*** Opening of EXCERPTED RECORDS ***
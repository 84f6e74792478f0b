//! Summary report over result directories
//!
//! Every `*.csv` under the plain and indexed result directories becomes one or
//! more summary rows, one per (architecture, anonymization) pair. Files that
//! cannot be read are logged and skipped, so a single broken file never hides
//! the rest of the table.

use std::collections::BTreeMap;
use std::fmt::{self, Write as _};
use std::fs;
use std::path::{Path, PathBuf};
use std::str::FromStr;

use tracing::{error, info, warn};

use crate::anonymize::Strategy;
use crate::experiment::Table;
use crate::metrics::{compute_metrics, EvalRow, Scores};
use crate::retrieval::RetrievalMethod;
use crate::Result;

/// Retrieval architecture a summary row is reported under.
#[derive(Debug, Clone, PartialEq, Eq, Hash)]
pub enum Architecture {
    SparseBm25,
    DenseExact,
    DenseIndexed,
    /// A method label with no known architecture, reported verbatim
    Other(String),
}

impl Architecture {
    /// Classify a `retrieval_method` label.
    pub fn from_method_label(label: &str) -> Self {
        if let Ok(method) = RetrievalMethod::from_str(label) {
            return method.into();
        }

        let lowered = label.to_lowercase();
        if lowered.contains("numpy") || lowered.contains("exact") {
            Self::DenseExact
        } else if lowered.contains("bm25") {
            Self::SparseBm25
        } else {
            Self::Other(label.to_string())
        }
    }

    pub fn name(&self) -> &str {
        match self {
            Self::SparseBm25 => "Sparse (BM25)",
            Self::DenseExact => "Dense (Exact)",
            Self::DenseIndexed => "Dense (Indexed)",
            Self::Other(label) => label,
        }
    }

    fn rank(&self) -> usize {
        match self {
            Self::SparseBm25 => 0,
            Self::DenseExact => 1,
            Self::DenseIndexed => 2,
            Self::Other(_) => 3,
        }
    }
}

impl From<RetrievalMethod> for Architecture {
    fn from(method: RetrievalMethod) -> Self {
        match method {
            RetrievalMethod::DenseExact => Self::DenseExact,
            RetrievalMethod::SparseBm25 => Self::SparseBm25,
            RetrievalMethod::DenseIndexed => Self::DenseIndexed,
        }
    }
}

impl fmt::Display for Architecture {
    fn fmt(&self, f: &mut fmt::Formatter<'_>) -> fmt::Result {
        f.write_str(self.name())
    }
}

/// Anonymization label derived from a result file name.
#[derive(Debug, Clone, Copy, PartialEq, Eq, PartialOrd, Ord, Hash)]
pub struct Anonymization {
    pub strategy: Strategy,
    /// The file holds only rows whose context contained PII
    pub filtered: bool,
}

impl Anonymization {
    pub fn from_file_name(name: &str) -> Self {
        Self {
            strategy: Strategy::from_file_name(name),
            filtered: name.to_lowercase().contains("filtered"),
        }
    }
}

impl fmt::Display for Anonymization {
    fn fmt(&self, f: &mut fmt::Formatter<'_>) -> fmt::Result {
        f.write_str(self.strategy.display_name())?;
        if self.filtered {
            f.write_str(" (Filtered)")?;
        }
        Ok(())
    }
}

/// One line of the summary table.
#[derive(Debug, Clone, PartialEq)]
pub struct SummaryRow {
    pub architecture: Architecture,
    pub anonymization: Anonymization,
    pub scores: Scores,
}

impl SummaryRow {
    fn sort_key(&self) -> (usize, &str, Anonymization) {
        (self.architecture.rank(), self.architecture.name(), self.anonymization)
    }
}

/// Column headers shared by every rendering.
pub const SUMMARY_COLUMNS: [&str; 7] = [
    "Architecture",
    "Anonymization",
    "Retrieval Recall",
    "Exact Match (EM)",
    "F1 Score",
    "Faithfulness",
    "Gap (Hallucination)",
];

/// CSV files directly inside `dir`, sorted by path. A missing directory
/// yields nothing.
pub fn discover(dir: &Path) -> Vec<PathBuf> {
    let entries = match fs::read_dir(dir) {
        Ok(entries) => entries,
        Err(e) => {
            warn!(dir = %dir.display(), error = %e, "cannot read results directory");
            return Vec::new();
        }
    };

    let mut files: Vec<PathBuf> = entries
        .filter_map(|entry| entry.ok().map(|e| e.path()))
        .filter(|path| {
            path.is_file()
                && path
                    .extension()
                    .is_some_and(|ext| ext.eq_ignore_ascii_case("csv"))
        })
        .collect();
    files.sort();
    files
}

/// Whether a file name marks an indexed run. Directory names are not
/// consulted; the indexed directory is flagged by the caller.
fn is_indexed_file_name(file_name: &str) -> bool {
    let lowered = file_name.to_lowercase();
    lowered.contains("faiss") || lowered.contains("indexed")
}

/// Summary rows of one result file.
///
/// `indexed` marks files of the indexed collection; they are reported as a
/// single dense-indexed group whatever their method column says. Other files
/// are partitioned by `retrieval_method`.
pub fn summarize_file(path: &Path, indexed: bool) -> Result<Vec<SummaryRow>> {
    let table = Table::read(path)?;
    if table.is_empty() {
        info!(path = %path.display(), "empty result file, skipping");
        return Ok(Vec::new());
    }

    let file_name = path
        .file_name()
        .map(|n| n.to_string_lossy().into_owned())
        .unwrap_or_default();
    let anonymization = Anonymization::from_file_name(&file_name);

    if indexed || is_indexed_file_name(&file_name) {
        let rows: Vec<EvalRow> = table
            .records
            .iter()
            .map(|r| EvalRow::from_record(&table, r))
            .collect();
        return Ok(vec![SummaryRow {
            architecture: Architecture::DenseIndexed,
            anonymization,
            scores: compute_metrics(&rows),
        }]);
    }

    if !table.has_column("retrieval_method") {
        warn!(path = %path.display(), "no retrieval_method column, skipping");
        return Ok(Vec::new());
    }

    let mut groups: BTreeMap<&str, Vec<EvalRow>> = BTreeMap::new();
    for record in &table.records {
        let method = table.get(record, "retrieval_method").unwrap_or_default();
        groups
            .entry(method)
            .or_default()
            .push(EvalRow::from_record(&table, record));
    }

    Ok(groups
        .into_iter()
        .map(|(method, rows)| SummaryRow {
            architecture: Architecture::from_method_label(method),
            anonymization,
            scores: compute_metrics(&rows),
        })
        .collect())
}

/// Build the sorted summary over both result collections.
pub fn summarize(plain_dir: &Path, indexed_dir: &Path) -> Vec<SummaryRow> {
    let files: Vec<(PathBuf, bool)> = discover(plain_dir)
        .into_iter()
        .map(|p| (p, false))
        .chain(discover(indexed_dir).into_iter().map(|p| (p, true)))
        .collect();

    info!(files = files.len(), "analyzing result files");

    let mut summary = Vec::new();
    for (path, indexed) in files {
        match summarize_file(&path, indexed) {
            Ok(rows) => summary.extend(rows),
            Err(e) => error!(path = %path.display(), error = %e, "failed to analyze file"),
        }
    }

    summary.sort_by(|a, b| a.sort_key().cmp(&b.sort_key()));
    summary
}

fn cells(row: &SummaryRow) -> [String; 7] {
    let s = &row.scores;
    [
        row.architecture.to_string(),
        row.anonymization.to_string(),
        format!("{:.1}", s.recall),
        format!("{:.1}", s.exact_match),
        format!("{:.1}", s.f1),
        format!("{:.1}", s.faithfulness),
        format!("{:.1}", s.gap),
    ]
}

/// Fixed-width text table, labels left-aligned and numbers right-aligned.
pub fn render_text(summary: &[SummaryRow]) -> String {
    let body: Vec<[String; 7]> = summary.iter().map(cells).collect();

    let mut widths = SUMMARY_COLUMNS.map(str::len);
    for row in &body {
        for (width, cell) in widths.iter_mut().zip(row) {
            *width = (*width).max(cell.chars().count());
        }
    }

    let line = |values: &[String]| {
        values
            .iter()
            .enumerate()
            .map(|(i, v)| {
                if i < 2 {
                    format!("{v:<width$}", width = widths[i])
                } else {
                    format!("{v:>width$}", width = widths[i])
                }
            })
            .collect::<Vec<_>>()
            .join("  ")
            .trim_end()
            .to_string()
    };

    let header: Vec<String> = SUMMARY_COLUMNS.iter().map(|c| c.to_string()).collect();
    let mut out = line(&header[..]);
    out.push('\n');
    for row in &body {
        out.push_str(&line(&row[..]));
        out.push('\n');
    }
    out
}

fn latex_escape(text: &str) -> String {
    let mut out = String::with_capacity(text.len());
    for c in text.chars() {
        match c {
            '&' | '%' | '$' | '#' | '_' | '{' | '}' => {
                out.push('\\');
                out.push(c);
            }
            _ => out.push(c),
        }
    }
    out
}

/// A booktabs `tabular` fragment with one decimal per score.
pub fn render_latex(summary: &[SummaryRow]) -> String {
    let mut out = String::from("\\begin{tabular}{llrrrrr}\n\\toprule\n");

    let header: Vec<String> = SUMMARY_COLUMNS.iter().map(|c| latex_escape(c)).collect();
    // writing into a String cannot fail
    let _ = writeln!(out, "{} \\\\", header.join(" & "));
    out.push_str("\\midrule\n");

    for row in summary {
        let escaped: Vec<String> = cells(row).iter().map(|c| latex_escape(c)).collect();
        let _ = writeln!(out, "{} \\\\", escaped.join(" & "));
    }

    out.push_str("\\bottomrule\n\\end{tabular}\n");
    out
}

/// Save the summary as CSV, creating parent directories.
pub fn write_summary(path: impl AsRef<Path>, summary: &[SummaryRow]) -> Result<()> {
    let path = path.as_ref();
    if let Some(parent) = path.parent().filter(|p| !p.as_os_str().is_empty()) {
        fs::create_dir_all(parent)?;
    }

    let mut writer = csv::Writer::from_path(path)?;
    writer.write_record(SUMMARY_COLUMNS)?;
    for row in summary {
        let s = &row.scores;
        writer.write_record([
            row.architecture.name().to_string(),
            row.anonymization.to_string(),
            s.recall.to_string(),
            s.exact_match.to_string(),
            s.f1.to_string(),
            s.faithfulness.to_string(),
            s.gap.to_string(),
        ])?;
    }
    writer.flush()?;

    info!(path = %path.display(), rows = summary.len(), "saved summary");
    Ok(())
}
*** Close of EXCERPTED RECORDS ***
**EXERCISE PROMPT**
Nothing but the lines from the first line of the data through the line with "use std::str::FromStr;" should be returned, exactly as they appear, both ends included.

**YOUR RESPONSE**
repository 84f6e74792478f0b
//! Summary report over result directories
//!
//! Every `*.csv` under the plain and indexed result directories becomes one or
//! more summary rows, one per (architecture, anonymization) pair. Files that
//! cannot be read are logged and skipped, so a single broken file never hides
//! the rest of the table.

use std::collections::BTreeMap;
use std::fmt::{self, Write as _};
use std::fs;
use std::path::{Path, PathBuf};
use std::str::FromStr;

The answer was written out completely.